Source records START
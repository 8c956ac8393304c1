//! Opcode set and command-word field extraction.
//!
//! Every instruction in a data specification starts with a 32-bit command
//! word whose bit-fields encode the opcode, the instruction length, register
//! selectors, and per-opcode immediate fields. This module decodes that word;
//! the handlers in [`crate::executor`] interpret the results.
//!
//! The bit layout is part of the versioned wire contract (keyed by
//! [`DSE_VERSION`](crate::constants::DSE_VERSION)) and must not be changed:
//!
//! ```text
//!  31 30 29 28 | 27 .. 20 | 19 | 18 17 16 | 15..12 | 11..8 | 7..4 | 3..0
//!     length   |  opcode  |sign| reg flags|  dest  | src1  | src2 | imm
//! ```
//!
//! Low-byte fields (region index, repeat count, condition code, struct id,
//! relative/unfilled/referenceable flags) overlay the `src2`/`imm` area and
//! are only meaningful for the opcodes that define them.

use bitflags::bitflags;
use strum::{EnumCount, EnumIter, FromRepr};

/// Shift of the length field (instruction words minus one).
const LENGTH_FIELD: u32 = 28;
/// Shift of the opcode field.
const OPCODE_FIELD: u32 = 20;
/// Bit flagging that the destination operand is a register.
const DEST_FLAG: u32 = 18;
/// Bit flagging that the first source operand is a register.
const SRC1_FLAG: u32 = 17;
/// Bit flagging that the second source operand is a register.
const SRC2_FLAG: u32 = 16;
/// Shift of the destination register field.
const DEST_FIELD: u32 = 12;
/// Shift of the first source register field.
const SRC1_FIELD: u32 = 8;
/// Shift of the second source register field.
const SRC2_FIELD: u32 = 4;
/// Bit flagging signed arithmetic in ARITH_OP.
const SIGNED_FLAG: u32 = 19;

const LENGTH_MASK: u32 = 0b11;
const OPCODE_MASK: u32 = 0xFF;
// Register fields are packed at 4-bit strides; a wider mask would bleed the
// dest field's low bit into src1, and src1's into src2
const REGISTER_MASK: u32 = 0b1111;
const REGION_MASK: u32 = 0b1_1111;
const DATA_LEN_MASK: u32 = 0b11;

bitflags! {
    /// Flag bits in the low byte of a RESERVE command word.
    #[derive(Debug, Clone, Copy, PartialEq, Eq)]
    pub struct RegionFlags: u32 {
        /// The region reserves address space but receives no content.
        const UNFILLED = 0x80;
        /// The region can be referenced from other regions/specs.
        const REFERENCEABLE = 0x40;
    }
}

/// Set of opcodes for the spec executor.
///
/// The discriminant values come from the data specification language itself;
/// gaps are opcodes that were never assigned or that belong to obsolete
/// revisions.
#[derive(Debug, Clone, Copy, PartialEq, Eq, Hash, FromRepr, EnumIter, EnumCount)]
#[repr(u8)]
pub enum Commands {
    /// Halts spec execution with an error.
    Break = 0x00,
    /// No operation. Can be used as a filler.
    Nop = 0x01,
    /// Reserves a block of memory ready for filling.
    Reserve = 0x02,
    /// Releases previously reserved memory.
    Free = 0x03,
    /// Declares a region as a reference to another region or spec.
    Reference = 0x04,
    /// Declares a new random number generator.
    DeclareRng = 0x05,
    /// Declares a new random distribution.
    DeclareRandomDist = 0x06,
    /// Draws a random number from the given distribution.
    GetRandomNumber = 0x07,
    /// Begins declaration of a new structure.
    StartStruct = 0x10,
    /// Declares a single element in a structure.
    StructElem = 0x11,
    /// Ends declaration of a new structure.
    EndStruct = 0x12,
    /// Begins definition of a packing specification.
    StartPackspec = 0x1A,
    /// Writes one bit field inside a single parameter.
    PackParam = 0x1B,
    /// Ends definition of a packing specification.
    EndPackspec = 0x1C,
    /// Begins definition of a function to write data structures to memory.
    StartConstructor = 0x20,
    /// Ends definition of the write function.
    EndConstructor = 0x25,
    /// Invokes a constructor to build a data structure.
    Construct = 0x40,
    /// Performs a simple read operation.
    Read = 0x41,
    /// Performs a simple write or block write operation.
    Write = 0x42,
    /// Performs a write from an array.
    WriteArray = 0x43,
    /// Performs a write from a predefined structure.
    WriteStruct = 0x44,
    /// Copies a block of data from one place to another.
    BlockCopy = 0x45,
    /// Swaps between reserved memory regions.
    SwitchFocus = 0x50,
    /// Sets up a counting loop.
    Loop = 0x51,
    /// Early exit from the innermost loop.
    BreakLoop = 0x52,
    /// Ends a loop body.
    EndLoop = 0x53,
    /// Executes the following instructions only if a condition holds.
    If = 0x55,
    /// Else clause for the associated IF.
    Else = 0x56,
    /// Closes a block of instructions begun with IF.
    EndIf = 0x57,
    /// Places a value in a register, from an immediate or another register.
    Mv = 0x60,
    /// Copies the current write address to a register.
    GetWrPtr = 0x63,
    /// Moves the write pointer to a new location.
    SetWrPtr = 0x64,
    /// Moves the write pointer up to a given address granularity.
    AlignWrPtr = 0x65,
    /// Performs an arithmetic operation.
    ArithOp = 0x67,
    /// Performs a logical operation.
    LogicOp = 0x68,
    /// Creates an identical copy of a structure.
    CopyStruct = 0x70,
    /// Copies a parameter from one structure to another.
    CopyParam = 0x71,
    /// Modifies a single parameter in a structure.
    WriteParam = 0x72,
    /// Loads the value of a structure parameter into a register.
    ReadParam = 0x73,
    /// Modifies a bit-field component of a structure parameter.
    WriteParamComponent = 0x74,
    /// Outputs the value of a register to the log.
    PrintVal = 0x80,
    /// Prints a text string to the log.
    PrintTxt = 0x81,
    /// Prints the current state of one structure to the log.
    PrintStruct = 0x82,
    /// Cleanly ends the parsing of the data spec.
    EndSpec = 0xFF,
}

/// A decoded 32-bit command word.
///
/// Wraps the raw word and exposes the packed fields. Field accessors never
/// fail; whether a field is meaningful is decided by the opcode's handler.
#[derive(Debug, Clone, Copy, PartialEq, Eq)]
pub struct CommandWord(pub u32);

impl CommandWord {
    /// The raw command word.
    #[must_use]
    pub fn raw(self) -> u32 {
        self.0
    }

    /// The opcode, if the opcode byte maps to a known command.
    #[must_use]
    pub fn command(self) -> Option<Commands> {
        #[allow(clippy::cast_possible_truncation)]
        Commands::from_repr(((self.0 >> OPCODE_FIELD) & OPCODE_MASK) as u8)
    }

    /// The raw opcode byte.
    #[must_use]
    pub fn opcode(self) -> u8 {
        #[allow(clippy::cast_possible_truncation)]
        let op = ((self.0 >> OPCODE_FIELD) & OPCODE_MASK) as u8;
        op
    }

    /// Total instruction length in words, including the command word itself.
    #[must_use]
    pub fn length_words(self) -> usize {
        (((self.0 >> LENGTH_FIELD) & LENGTH_MASK) + 1) as usize
    }

    /// Number of trailing operand words.
    #[must_use]
    pub fn operand_words(self) -> usize {
        self.length_words() - 1
    }

    /// The destination register, or `None` when the dest operand is not a
    /// register.
    #[must_use]
    pub fn dest_register(self) -> Option<usize> {
        if self.0 & (1 << DEST_FLAG) != 0 {
            Some(((self.0 >> DEST_FIELD) & REGISTER_MASK) as usize)
        } else {
            None
        }
    }

    /// The first source register, or `None` when src1 is not a register.
    #[must_use]
    pub fn src1_register(self) -> Option<usize> {
        if self.0 & (1 << SRC1_FLAG) != 0 {
            Some(((self.0 >> SRC1_FIELD) & REGISTER_MASK) as usize)
        } else {
            None
        }
    }

    /// The second source register, or `None` when src2 is not a register.
    #[must_use]
    pub fn src2_register(self) -> Option<usize> {
        if self.0 & (1 << SRC2_FLAG) != 0 {
            Some(((self.0 >> SRC2_FIELD) & REGISTER_MASK) as usize)
        } else {
            None
        }
    }

    /// The raw dest field value regardless of the register flag.
    #[must_use]
    pub fn dest_field(self) -> usize {
        ((self.0 >> DEST_FIELD) & REGISTER_MASK) as usize
    }

    /// The raw src1 field value regardless of the register flag.
    #[must_use]
    pub fn src1_field(self) -> usize {
        ((self.0 >> SRC1_FIELD) & REGISTER_MASK) as usize
    }

    /// The raw src2 field value regardless of the register flag.
    #[must_use]
    pub fn src2_field(self) -> usize {
        ((self.0 >> SRC2_FIELD) & REGISTER_MASK) as usize
    }

    /// Width in bytes of the data handled by a WRITE-family instruction.
    #[must_use]
    pub fn data_length(self) -> usize {
        1 << ((self.0 >> DEST_FIELD) & DATA_LEN_MASK)
    }

    /// The region index field (bits 0-4).
    #[must_use]
    pub fn region(self) -> u8 {
        #[allow(clippy::cast_possible_truncation)]
        let region = (self.0 & REGION_MASK) as u8;
        region
    }

    /// RESERVE flag bits from the low byte.
    #[must_use]
    pub fn region_flags(self) -> RegionFlags {
        RegionFlags::from_bits_truncate(self.0)
    }

    /// Whether the signed-arithmetic bit is set.
    #[must_use]
    pub fn is_signed(self) -> bool {
        self.0 & (1 << SIGNED_FLAG) != 0
    }

    /// Whether the relative-addressing bit is set (SET_WR_PTR).
    #[must_use]
    pub fn is_relative(self) -> bool {
        self.0 & 0x01 != 0
    }

    /// The repeat-count field (bits 0-7), used by WRITE and PRINT_TXT.
    #[must_use]
    pub fn repeats(self) -> u32 {
        self.0 & 0xFF
    }

    /// The immediate id field (bits 0-3): struct, constructor, packspec,
    /// RNG or distribution slot, or IF condition code.
    #[must_use]
    pub fn id(self) -> u8 {
        #[allow(clippy::cast_possible_truncation)]
        let id = (self.0 & 0x0F) as u8;
        id
    }

    /// Secondary id field (bits 4-7): RNG id in DECLARE_RANDOM_DIST.
    #[must_use]
    pub fn id2(self) -> u8 {
        #[allow(clippy::cast_possible_truncation)]
        let id = ((self.0 >> 4) & 0x0F) as u8;
        id
    }

    /// Tertiary id field (bits 8-11): distribution kind in DECLARE_RANDOM_DIST,
    /// element index low bits in the struct parameter opcodes.
    #[must_use]
    pub fn id3(self) -> u8 {
        #[allow(clippy::cast_possible_truncation)]
        let id = ((self.0 >> 8) & 0x0F) as u8;
        id
    }

    /// Struct element index (bits 4-11), used by the parameter opcodes.
    #[must_use]
    pub fn element_index(self) -> usize {
        ((self.0 >> 4) & 0xFF) as usize
    }
}

/// Comparison codes used by the IF instruction.
#[derive(Debug, Clone, Copy, PartialEq, Eq, FromRepr)]
#[repr(u8)]
pub enum Condition {
    /// Left operand equals right operand.
    Equal = 0,
    /// Left operand differs from right operand.
    NotEqual = 1,
    /// Left operand is less than or equal to right operand.
    LessThanOrEqual = 2,
    /// Left operand is less than right operand.
    LessThan = 3,
    /// Left operand is greater than or equal to right operand.
    GreaterThanOrEqual = 4,
    /// Left operand is greater than right operand.
    GreaterThan = 5,
}

impl Condition {
    /// Evaluate the condition over two register-sized values.
    #[must_use]
    pub fn evaluate(self, left: i64, right: i64) -> bool {
        match self {
            Condition::Equal => left == right,
            Condition::NotEqual => left != right,
            Condition::LessThanOrEqual => left <= right,
            Condition::LessThan => left < right,
            Condition::GreaterThanOrEqual => left >= right,
            Condition::GreaterThan => left > right,
        }
    }
}

/// Operation codes used by ARITH_OP.
#[derive(Debug, Clone, Copy, PartialEq, Eq, FromRepr)]
#[repr(u8)]
pub enum ArithOperation {
    /// Addition.
    Add = 0,
    /// Subtraction.
    Subtract = 1,
    /// Multiplication.
    Multiply = 2,
    /// Division. Division by zero is fatal.
    Divide = 3,
    /// Modulo. Modulo by zero is fatal.
    Modulo = 4,
}

/// Operation codes used by LOGIC_OP.
#[derive(Debug, Clone, Copy, PartialEq, Eq, FromRepr)]
#[repr(u8)]
pub enum LogicOperation {
    /// Logical shift left.
    LeftShift = 0,
    /// Logical shift right.
    RightShift = 1,
    /// Bitwise or.
    Or = 2,
    /// Bitwise and.
    And = 3,
    /// Bitwise exclusive or.
    Xor = 4,
    /// Bitwise complement of the first operand; the second is ignored.
    Not = 5,
}

#[cfg(test)]
mod tests {
    use super::*;
    use strum::IntoEnumIterator;

    #[test]
    fn test_opcode_roundtrip() {
        for cmd in Commands::iter() {
            let word = CommandWord((cmd as u32) << 20);
            assert_eq!(word.command(), Some(cmd));
        }
    }

    #[test]
    fn test_unknown_opcode() {
        // 0x99 was never assigned
        let word = CommandWord(0x099 << 20);
        assert_eq!(word.command(), None);
        assert_eq!(word.opcode(), 0x99);
    }

    #[test]
    fn test_length_field() {
        assert_eq!(CommandWord(0x0000_0000).length_words(), 1);
        assert_eq!(CommandWord(0x1000_0000).length_words(), 2);
        assert_eq!(CommandWord(0x3000_0000).length_words(), 4);
    }

    #[test]
    fn test_register_fields() {
        // dest flag + dest=5, src1 flag + src1=3
        let word = CommandWord((1 << 18) | (5 << 12) | (1 << 17) | (3 << 8));
        assert_eq!(word.dest_register(), Some(5));
        assert_eq!(word.src1_register(), Some(3));
        assert_eq!(word.src2_register(), None);
    }

    #[test]
    fn test_adjacent_register_fields_do_not_overlap() {
        // Odd register values set the low bit of their field, which sits
        // directly above the next field; each extraction must stay 4 bits
        let word =
            CommandWord((1 << 18) | (3 << 12) | (1 << 17) | (2 << 8) | (1 << 16) | (7 << 4));
        assert_eq!(word.dest_register(), Some(3));
        assert_eq!(word.src1_register(), Some(2));
        assert_eq!(word.src2_register(), Some(7));
        assert_eq!(word.dest_field(), 3);
        assert_eq!(word.src1_field(), 2);
        assert_eq!(word.src2_field(), 7);
    }

    #[test]
    fn test_data_length_selector() {
        assert_eq!(CommandWord(0 << 12).data_length(), 1);
        assert_eq!(CommandWord(1 << 12).data_length(), 2);
        assert_eq!(CommandWord(2 << 12).data_length(), 4);
        assert_eq!(CommandWord(3 << 12).data_length(), 8);
    }

    #[test]
    fn test_region_flags() {
        let word = CommandWord(0x80 | 0x40 | 3);
        assert_eq!(word.region(), 3);
        assert!(word.region_flags().contains(RegionFlags::UNFILLED));
        assert!(word.region_flags().contains(RegionFlags::REFERENCEABLE));
    }

    #[test]
    fn test_condition_evaluation() {
        assert!(Condition::Equal.evaluate(4, 4));
        assert!(Condition::NotEqual.evaluate(4, 5));
        assert!(Condition::LessThan.evaluate(-1, 0));
        assert!(Condition::GreaterThanOrEqual.evaluate(0, 0));
        assert!(!Condition::GreaterThan.evaluate(0, 0));
    }
}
Source records END
* [Task goal]:
If a line in the data contains the string "destination", copy it.

* [The answer]:
/// Bit flagging that the destination operand is a register.
/// Shift of the destination register field.
    /// The destination register, or `None` when the dest operand is not a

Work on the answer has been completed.